Lipid (yağ) metabolizması bozuklukları, majör ve düzeltilebilir kardiyovasküler risk faktörlerinden birisidir. Yapılan tüm büyük çalışmalarda serum kolesterol düzeyi ile kardiyovasküler risk arasındaki ilişki gösterilmiştir. Günümüzde, kardiyovasküler risk açısından toplam kolesterolden ziyade LDL-kolesterol düzeyi temel alınmalıdır. Kardiyovasküler riski azaltmak için toplam kolesterol düzeyi 200 mg/dl ve LDL-kolesterol düzeyi 130 mg/dl'nin altında tutulmalıdır. HDL-kolesterolün düşüklüğü de bir kardiyovasküler risk faktörüdür. Diyetin kolesterol içeriği ile kardiyovasküler risk arasında da doğrudan ilişki vardır. Hipertansif hastalara, düşük kolesterol ve düşük doymuş yağ asidi içeren, liften zengin diyet önerilmelidir. Diyetle istenen kolesterol düzeyi sağlanamayan hastalarda, kolesterol düşürücü ilaçlar kullanılmalıdır. Hastalar katı yağ yerine sıvı yağ, kırmızı et yerine beyaz et kullanmalıdır.

Şişmanlık ile koroner arter hastalığı arasındaki ilişki birçok çalışmada gösterilmiştir. Ancak şişman hastalarda, hipertansiyon, fiziksel aktivite azlığı, diyabetes mellitus (şeker hastalığı) ve lipid metabolizması gibi diğer kardiyovasküler risk faktörlerine da daha sık rastlanır ve bu kardiyovasküler risk faktörler, şişmanlığın bağımsız etkisini maskeleyebilir.

Yetersiz egzersiz kardiyovasküler riski arttırır. Öte yandan sedanter yaşam, kan şekeri, kolesterol ve kan basıncı kontrolunu zorlaştırır. Düzenli egzersiz yapanlarda, koroner arter hastalığı riski de azalır.

Diyabetes mellitus (şeker hastalığı) iyi bilinen bir kardiyovasküler risk faktörüdür. Ayrıca diyabetik hastalarda lipid (yağ) metabolizması bozuklukları, hipertansiyon, şişmanlık gibi diğer kardiyovasküler risk faktörleri de sıktır. Sigara, koroner arter hastalığı sıklığını arttırdığı gibi diğer kardiyovasküler risk faktörlerinin etkisini de arttırır.
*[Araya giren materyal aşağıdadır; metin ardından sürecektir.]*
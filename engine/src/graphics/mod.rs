//! Graphics-side data and the device upload seam

pub mod context;
pub mod mesh;
pub mod mesh_loader;
pub mod texture;

pub use context::{
    BufferUsage, GpuBuffer, GpuContext, GpuInitError, GpuTexture, GpuUpload, NullGpuContext,
    TextureDesc, TextureFormat, WgpuContext,
};
pub use mesh::{MeshData, MeshGpu, Model, Vertex};
pub use mesh_loader::{load_model, MeshLoadError};
pub use texture::{Environment, TextureData, TextureError};
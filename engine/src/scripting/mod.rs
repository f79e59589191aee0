//! Scripting host interface
//!
//! A script runtime binds its calls to [`ScriptContext`], which exposes scene
//! entities by UUID only.

pub mod entity_api;

pub use entity_api::ScriptContext;
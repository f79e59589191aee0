//! Closed set of scene components and their type-indexed operations
//!
//! Every component the editor can inspect or a scene document can carry is a
//! [`ComponentKind`]. Each kind resolves to a [`ComponentVTable`] of plain
//! function pointers monomorphized for the concrete type, so generic code
//! (duplication, serialization, the inspector) never downcasts.

use crate::core::entity::{Entity, MeshRenderer, Script, SkinnedMesh, Transform, World};
use crate::physics::{BoxCollider, BoxCollider2D, Rigidbody, Rigidbody2D, SphereCollider};
use serde::de::DeserializeOwned;
use serde::Serialize;
use std::fmt;

/// A component type that can live in a scene
pub trait SceneComponent:
    hecs::Component + Clone + Default + Serialize + DeserializeOwned
{
    const KIND: ComponentKind;

    /// Copy used when duplicating an entity; runtime state is not shared
    fn duplicated(&self) -> Self {
        self.clone()
    }
}

#[derive(Debug, Clone, Copy, PartialEq, Eq, Hash, PartialOrd, Ord)]
pub enum ComponentKind {
    Transform,
    MeshRenderer,
    SkinnedMesh,
    Script,
    Rigidbody2D,
    BoxCollider2D,
    Rigidbody,
    BoxCollider,
    SphereCollider,
}

impl ComponentKind {
    pub const ALL: [ComponentKind; 9] = [
        ComponentKind::Transform,
        ComponentKind::MeshRenderer,
        ComponentKind::SkinnedMesh,
        ComponentKind::Script,
        ComponentKind::Rigidbody2D,
        ComponentKind::BoxCollider2D,
        ComponentKind::Rigidbody,
        ComponentKind::BoxCollider,
        ComponentKind::SphereCollider,
    ];

    /// Key used in scene documents and the inspector
    pub fn name(self) -> &'static str {
        match self {
            ComponentKind::Transform => "Transform",
            ComponentKind::MeshRenderer => "MeshRenderer",
            ComponentKind::SkinnedMesh => "SkinnedMesh",
            ComponentKind::Script => "Script",
            ComponentKind::Rigidbody2D => "Rigidbody2D",
            ComponentKind::BoxCollider2D => "BoxCollider2D",
            ComponentKind::Rigidbody => "Rigidbody",
            ComponentKind::BoxCollider => "BoxCollider",
            ComponentKind::SphereCollider => "SphereCollider",
        }
    }

    pub fn from_name(name: &str) -> Option<Self> {
        Self::ALL.into_iter().find(|kind| kind.name() == name)
    }

    pub fn vtable(self) -> ComponentVTable {
        match self {
            ComponentKind::Transform => ComponentVTable::of::<Transform>(),
            ComponentKind::MeshRenderer => ComponentVTable::of::<MeshRenderer>(),
            ComponentKind::SkinnedMesh => ComponentVTable::of::<SkinnedMesh>(),
            ComponentKind::Script => ComponentVTable::of::<Script>(),
            ComponentKind::Rigidbody2D => ComponentVTable::of::<Rigidbody2D>(),
            ComponentKind::BoxCollider2D => ComponentVTable::of::<BoxCollider2D>(),
            ComponentKind::Rigidbody => ComponentVTable::of::<Rigidbody>(),
            ComponentKind::BoxCollider => ComponentVTable::of::<BoxCollider>(),
            ComponentKind::SphereCollider => ComponentVTable::of::<SphereCollider>(),
        }
    }
}

impl fmt::Display for ComponentKind {
    fn fmt(&self, f: &mut fmt::Formatter<'_>) -> fmt::Result {
        f.write_str(self.name())
    }
}

/// Type-erased operations on one component kind
#[derive(Clone, Copy)]
pub struct ComponentVTable {
    pub has: fn(&World, Entity) -> bool,
    pub add_default: fn(&mut World, Entity) -> bool,
    pub remove: fn(&mut World, Entity) -> bool,
    /// Copy from one entity onto another in the same world
    pub duplicate: fn(&mut World, Entity, Entity) -> bool,
    /// Copy from an entity in one world onto an entity in another
    pub copy_to: fn(&World, Entity, &mut World, Entity) -> bool,
    pub serialize: fn(&World, Entity) -> Option<serde_json::Value>,
    pub deserialize: fn(&mut World, Entity, &serde_json::Value) -> Result<(), serde_json::Error>,
}

impl ComponentVTable {
    pub fn of<T: SceneComponent>() -> Self {
        Self {
            has: has::<T>,
            add_default: add_default::<T>,
            remove: remove::<T>,
            duplicate: duplicate::<T>,
            copy_to: copy_to::<T>,
            serialize: serialize::<T>,
            deserialize: deserialize::<T>,
        }
    }
}

fn has<T: SceneComponent>(world: &World, entity: Entity) -> bool {
    world.has::<T>(entity)
}

fn add_default<T: SceneComponent>(world: &mut World, entity: Entity) -> bool {
    world.add_component(entity, T::default()).is_ok()
}

fn remove<T: SceneComponent>(world: &mut World, entity: Entity) -> bool {
    world.remove_one::<T>(entity).is_ok()
}

fn duplicate<T: SceneComponent>(world: &mut World, source: Entity, target: Entity) -> bool {
    let copy = match world.get::<T>(source) {
        Ok(component) => component.duplicated(),
        Err(_) => return false,
    };
    world.insert_one(target, copy).is_ok()
}

fn copy_to<T: SceneComponent>(
    source_world: &World,
    source: Entity,
    target_world: &mut World,
    target: Entity,
) -> bool {
    let copy = match source_world.get::<T>(source) {
        Ok(component) => component.duplicated(),
        Err(_) => return false,
    };
    target_world.insert_one(target, copy).is_ok()
}

fn serialize<T: SceneComponent>(world: &World, entity: Entity) -> Option<serde_json::Value> {
    let component = world.get::<T>(entity).ok()?;
    serde_json::to_value(&*component).ok()
}

fn deserialize<T: SceneComponent>(
    world: &mut World,
    entity: Entity,
    value: &serde_json::Value,
) -> Result<(), serde_json::Error> {
    let component: T = serde_json::from_value(value.clone())?;
    world
        .insert_one(entity, component)
        .map_err(<serde_json::Error as serde::de::Error>::custom)?;
    Ok(())
}

impl SceneComponent for Transform {
    const KIND: ComponentKind = ComponentKind::Transform;
}

impl SceneComponent for MeshRenderer {
    const KIND: ComponentKind = ComponentKind::MeshRenderer;
}

impl SceneComponent for SkinnedMesh {
    const KIND: ComponentKind = ComponentKind::SkinnedMesh;
}

impl SceneComponent for Script {
    const KIND: ComponentKind = ComponentKind::Script;
}

impl SceneComponent for Rigidbody2D {
    const KIND: ComponentKind = ComponentKind::Rigidbody2D;

    fn duplicated(&self) -> Self {
        Self {
            runtime_body: None,
            ..self.clone()
        }
    }
}

impl SceneComponent for BoxCollider2D {
    const KIND: ComponentKind = ComponentKind::BoxCollider2D;

    fn duplicated(&self) -> Self {
        Self {
            runtime_shape: None,
            current_size: glam::Vec2::ZERO,
            ..self.clone()
        }
    }
}

impl SceneComponent for Rigidbody {
    const KIND: ComponentKind = ComponentKind::Rigidbody;

    fn duplicated(&self) -> Self {
        Self {
            runtime_body: None,
            ..self.clone()
        }
    }
}

impl SceneComponent for BoxCollider {
    const KIND: ComponentKind = ComponentKind::BoxCollider;

    fn duplicated(&self) -> Self {
        Self {
            runtime_shape: None,
            ..self.clone()
        }
    }
}

impl SceneComponent for SphereCollider {
    const KIND: ComponentKind = ComponentKind::SphereCollider;

    fn duplicated(&self) -> Self {
        Self {
            runtime_shape: None,
            ..self.clone()
        }
    }
}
Sigara içimi, Türkiye'deki en önemli sağlık problemlerinden birisidir ve ne yazık ki kullanımı giderek yaygınlaşmaktadır. Sigaranın bırakılması ile koroner arter hastalığı riski azalır ve bu azalma 12 ay sonra en belirgin hale gelir.

Tip A kişiliğine sahip kişiler, mükemmeliyetçi, obsesif, hırslı ve gergin bir özellik sergilerler.

Kardiyovasküler risk faktörleri, gerek Dünya Sağlık Örgütü gerekse Bileşik Ulusal Komite raporlarında, hipertansiyon tanım ve sınıflandırmasında kullanılmaya başlanmış ve tedavi planlanırken kardiyovasküler riskin belirlenmesi önerilmiştir.